如今,孩子终于如羽翼丰满的鸟儿,飞出巢穴,开启属于自己的人生旅程。而我,也终于能向忙碌的生活讨得这片刻假期,满心期待地踏上归乡之路,渴望重拾那些被岁月尘封的记忆。
然而,当我真正站在这片熟悉又陌生的土地上,才惊觉物非人亦非。脚下的这片土地,已不再是记忆中那片充满温情与眷恋的故乡,而是变得如此陌生而疏离。户籍薄上那冰冷的印章,宛如一道无情的界限,宣告我已是外人,仿佛将我与这片土地的血脉联系生生切断。
当我与昔年的亲邻相遇,他们眼中再也没有了往昔的热忱与亲切,只剩下对我经济状况掂量的分量。借钱,这简单的两个字,竟成了回乡后唯一能听懂却又如此多余的乡音。曾经那些被桂香浸润的温暖碎片,那些与亲邻们共度的美好时光,在这一刻,都如梦幻泡影,骤然坠入现实的冰河,沉没无声,只留下无尽的失落与怅惘。
我怀着沉重的心情,走过几近荒废的晒谷坪。野草从开裂的水泥缝隙里倔强地钻出,疯长得几乎没过膝盖,仿佛在肆意宣告着这片土地的荒芜。坪角那株曾挂满甜柿的老树,承载了我童年无数欢乐时光的老树,如今只剩下一截枯黑的树桩,孤独地立在那里,无言诉说着消亡。那一道道粗糙的纹理,仿佛是岁月刻下的深深叹息。

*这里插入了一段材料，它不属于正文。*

//! Rule-table configuration.
//!
//! Handles loading, validating and saving the naming-rule document. A single
//! document drives a whole batch: it lists the suffix tables, which of them
//! form the positional validation grid, and the per-suffix texture settings.
//!
//! ## Document Shape
//!
//! ```json
//! {
//!   "run_dir": ["/Game/Environments"],
//!   "texture_type": ["col", "msk", "nml"],
//!   "address_suffix_2d": { "cc": ["CLAMP", "CLAMP"], "ww": ["WRAP", "WRAP"] },
//!   "address_suffix_3d": { "vol": ["WRAP", "WRAP", "CLAMP"] },
//!   "suffix_index": ["address_suffix_2d", "texture_type"],
//!   "texture_config": {
//!     "nml": { "compression": "NORMAL_MAP", "srgb": "OFF",
//!              "mip_gen": "FROM_TEXTURE_GROUP", "texture_group": "WORLD_NORMAL_MAP" }
//!   },
//!   "enable_subuv_texture_override": true,
//!   "subuv_max_in_game": 512
//! }
//! ```
//!
//! `.json` and `.toml` files are both accepted; the shape is the same. The
//! legacy `address_suffix` table mixes pairs and triples and is split by arity
//! on load; explicit `address_suffix_2d` / `address_suffix_3d` entries win over
//! legacy entries with the same key.
//!
//! The document is read into serde-derived `*Doc` structs first. Unknown keys
//! are rejected to catch typos early, and `null` reads as an absent field.
//! Checks serde cannot express (required fields, address arity, grid row
//! names) run while converting into [`Config`].
//!
//! ## Grid Rows
//!
//! `suffix_index` names the config fields whose keys (for tables) or elements
//! (for lists) make up each row of the validation grid. Names are resolved to a
//! [`GridRow`] once at load time, so a typo fails the load instead of silently
//! dropping a row.

use crate::types::{
    AddressMode, CompressionKind, MipGenKind, NumericSize, SrgbMode, TextureGroupKind,
};
use crate::validate::SuffixGrid;
use regex::Regex;
use serde::{Deserialize, Serialize};
use serde_json::Value;
use std::collections::BTreeMap;
use std::fs;
use std::path::Path;
use thiserror::Error;

/// Default pattern for the sub-UV size trigger: `8x8`, `4X4`, `1x16`, ...
pub const DEFAULT_SUBUV_PATTERN: &str = r"^[1-9]\d*[xX][1-9]\d*$";
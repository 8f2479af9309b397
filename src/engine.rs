use crate::agent::{advance, Agent};
use crate::constants::ghost_speed_for_level;
use crate::grid::GridMap;
use crate::policy::{decide, GhostState};
use crate::rng::Rng;
use crate::types::{
    CollectibleKind, ConfigError, Direction, GameConfig, GameEvent, GameSummary, GhostView,
    MapInit, Phase, PlayerView, Snapshot, Vec2,
};

/// Tick-driven game state: map, agents, score and phase. The engine reads no
/// wall clock and draws no randomness outside its seeded streams, so a config
/// plus an input sequence fully determines every snapshot.
#[derive(Clone, Debug)]
pub struct GameEngine {
    config: GameConfig,
    map: GridMap,
    player: Agent,
    ghosts: Vec<GhostState>,
    score: u32,
    high_score: u32,
    level: u32,
    phase: Phase,
    tick_counter: u64,
    events: Vec<GameEvent>,
}

impl GameEngine {
    pub fn new(config: GameConfig) -> Result<Self, ConfigError> {
        validate_speed(config.player_speed)?;
        validate_speed(config.ghost_speed)?;

        let mut map = GridMap::parse(config.width, config.height, &config.wall_layout)?;
        validate_spawn(&map, config.player_spawn.x, config.player_spawn.y)?;
        for ghost in &config.ghosts {
            validate_spawn(&map, ghost.x, ghost.y)?;
        }

        populate_collectibles(&mut map, &config, 1)?;
        if map.collectibles_left() == 0 {
            return Err(ConfigError::NoCollectibles);
        }

        let player = Agent::new(config.player_spawn, config.player_speed);
        let ghosts = config
            .ghosts
            .iter()
            .enumerate()
            .map(|(index, spawn)| {
                GhostState::new(
                    Vec2::new(spawn.x, spawn.y),
                    spawn.policy,
                    config.ghost_speed,
                    Rng::stream(config.rng_seed, index as u32),
                )
            })
            .collect();

        Ok(Self {
            high_score: config.initial_high_score,
            config,
            map,
            player,
            ghosts,
            score: 0,
            level: 1,
            phase: Phase::Running,
            tick_counter: 0,
            events: Vec::new(),
        })
    }

    /// Runs one simulation step. Game-over state is frozen: nothing moves,
    /// nothing is returned.
    pub fn tick(&mut self, input: Option<Direction>) -> Vec<GameEvent> {
        if self.phase == Phase::GameOver {
            return Vec::new();
        }
        self.tick_counter += 1;

        if let Some(dir) = input {
            self.player.pending_dir = dir;
        }

        advance(&mut self.player, &self.map);
        let player_tile = self.player.tile(&self.map);
        for ghost in &mut self.ghosts {
            ghost.agent.dir = decide(
                &ghost.agent,
                ghost.policy,
                player_tile,
                &self.map,
                &mut ghost.rng,
            );
            advance(&mut ghost.agent, &self.map);
        }

        let events = self.resolve_collisions();
        self.events.extend(events.iter().cloned());
        events
    }

    fn resolve_collisions(&mut self) -> Vec<GameEvent> {
        let mut events = Vec::new();
        let player_tile = self.player.tile(&self.map);

        if let Some(kind) = self
            .map
            .remove_collectible(player_tile.x, player_tile.y)
        {
            self.score += kind.points();
            self.high_score = self.high_score.max(self.score);
            events.push(match kind {
                CollectibleKind::Dot => GameEvent::DotEaten {
                    x: player_tile.x,
                    y: player_tile.y,
                },
                CollectibleKind::Pellet => GameEvent::PelletEaten {
                    x: player_tile.x,
                    y: player_tile.y,
                },
            });
        }

        for (index, ghost) in self.ghosts.iter().enumerate() {
            if ghost.agent.tile(&self.map) == player_tile {
                self.phase = Phase::GameOver;
                events.push(GameEvent::GhostCollision { ghost: index });
            }
        }

        if self.phase == Phase::Running && self.map.collectibles_left() == 0 {
            self.phase = Phase::LevelComplete;
            events.push(GameEvent::LevelComplete { level: self.level });
            self.advance_level();
        }

        events
    }

    /// Level transition: one more ghost, faster ghosts, fresh collectibles,
    /// everyone back to spawn. Resumes running within the same tick.
    fn advance_level(&mut self) {
        self.level += 1;

        if !self.config.ghosts.is_empty() {
            let index = self.ghosts.len();
            let template = self.config.ghosts[index % self.config.ghosts.len()];
            self.ghosts.push(GhostState::new(
                Vec2::new(template.x, template.y),
                template.policy,
                self.config.ghost_speed,
                Rng::stream(self.config.rng_seed, index as u32),
            ));
        }

        let ghost_speed = ghost_speed_for_level(self.config.ghost_speed, self.level);
        for ghost in &mut self.ghosts {
            ghost.agent.speed = ghost_speed;
            let spawn = ghost.spawn;
            ghost.agent.reset(spawn);
        }
        self.player.reset(self.config.player_spawn);

        // Placements were validated at construction, repopulation cannot fail.
        let _ = populate_collectibles(&mut self.map, &self.config, self.level);
        self.phase = Phase::Running;
    }

    /// Rebuilds level 1 from the construction-time config. The high score survives;
    /// everything else starts over.
    pub fn restart(&mut self) {
        let high_score = self.high_score;
        match Self::new(self.config.clone()) {
            Ok(mut fresh) => {
                fresh.high_score = fresh.high_score.max(high_score);
                *self = fresh;
            }
            Err(error) => {
                // The config was validated when this engine was built.
                debug_assert!(false, "validated config failed to rebuild: {error}");
            }
        }
    }

    pub fn phase(&self) -> Phase {
        self.phase
    }

    pub fn score(&self) -> u32 {
        self.score
    }

    pub fn high_score(&self) -> u32 {
        self.high_score
    }

    pub fn level(&self) -> u32 {
        self.level
    }

    pub fn tick_count(&self) -> u64 {
        self.tick_counter
    }

    pub fn collectibles_left(&self) -> usize {
        self.map.collectibles_left()
    }

    pub fn player_view(&self) -> PlayerView {
        PlayerView {
            x: self.player.x,
            y: self.player.y,
            dir: self.player.dir,
            pending_dir: self.player.pending_dir,
        }
    }

    pub fn ghost_views(&self) -> Vec<GhostView> {
        self.ghosts
            .iter()
            .enumerate()
            .map(|(id, ghost)| GhostView {
                id,
                x: ghost.agent.x,
                y: ghost.agent.y,
                dir: ghost.agent.dir,
                policy: ghost.policy,
            })
            .collect()
    }

    /// Current state for adapters. Drains the events accumulated since the
    /// previous snapshot, so a driver polling at tick rate sees each event
    /// exactly once.
    pub fn snapshot(&mut self) -> Snapshot {
        Snapshot {
            tick: self.tick_counter,
            phase: self.phase,
            level: self.level,
            score: self.score,
            high_score: self.high_score,
            collectibles_left: self.map.collectibles_left(),
            player: self.player_view(),
            ghosts: self.ghost_views(),
            events: std::mem::take(&mut self.events),
        }
    }

    /// Static map description, resent after every level transition.
    pub fn map_init(&self) -> MapInit {
        MapInit {
            width: self.map.width,
            height: self.map.height,
            tiles: self.map.tile_rows(),
            collectibles: self.map.collectible_views(),
        }
    }

    pub fn summary(&self) -> GameSummary {
        GameSummary {
            score: self.score,
            high_score: self.high_score,
            level: self.level,
            ticks: self.tick_counter,
        }
    }

    pub fn map(&self) -> &GridMap {
        &self.map
    }
}

fn validate_speed(speed: f32) -> Result<(), ConfigError> {
    if speed > 0.0 && speed <= 1.0 {
        Ok(())
    } else {
        Err(ConfigError::SpeedOutOfRange { speed })
    }
}

fn validate_spawn(map: &GridMap, x: i32, y: i32) -> Result<(), ConfigError> {
    if !map.in_bounds(x, y) {
        return Err(ConfigError::SpawnOutOfBounds { x, y });
    }
    if map.is_wall(x, y) {
        return Err(ConfigError::SpawnOnWall { x, y });
    }
    Ok(())
}

fn populate_collectibles(
    map: &mut GridMap,
    config: &GameConfig,
    level: u32,
) -> Result<(), ConfigError> {
    match &config.collectibles {
        Some(placements) => {
            for placement in placements {
                map.place_collectible(placement.x, placement.y, placement.kind)?;
            }
            Ok(())
        }
        None => {
            let mut exclude = vec![config.player_spawn];
            exclude.extend(config.ghosts.iter().map(|g| Vec2::new(g.x, g.y)));
            let mut rng = if level <= 1 {
                Rng::new(config.collectible_seed)
            } else {
                Rng::stream(config.collectible_seed, level)
            };
            map.seed_collectibles(&mut rng, config.pellet_count, &exclude);
            Ok(())
        }
    }
}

不远处,几个面生的孩童在追逐嬉戏,他们好奇地打量着我这个突兀的闯入者。那眼神里,没有我熟悉的、属于这片土地的亲昵与热情,只有对陌生人的本能疏离。他们清脆的笑声在空气中回荡,却无法驱散我心中的落寞。他们奔跑时扬起的尘土,模糊了我记忆中晒谷坪上金灿灿的谷堆,以及人们挥汗如雨却又洋溢着丰收喜悦的喧闹场景。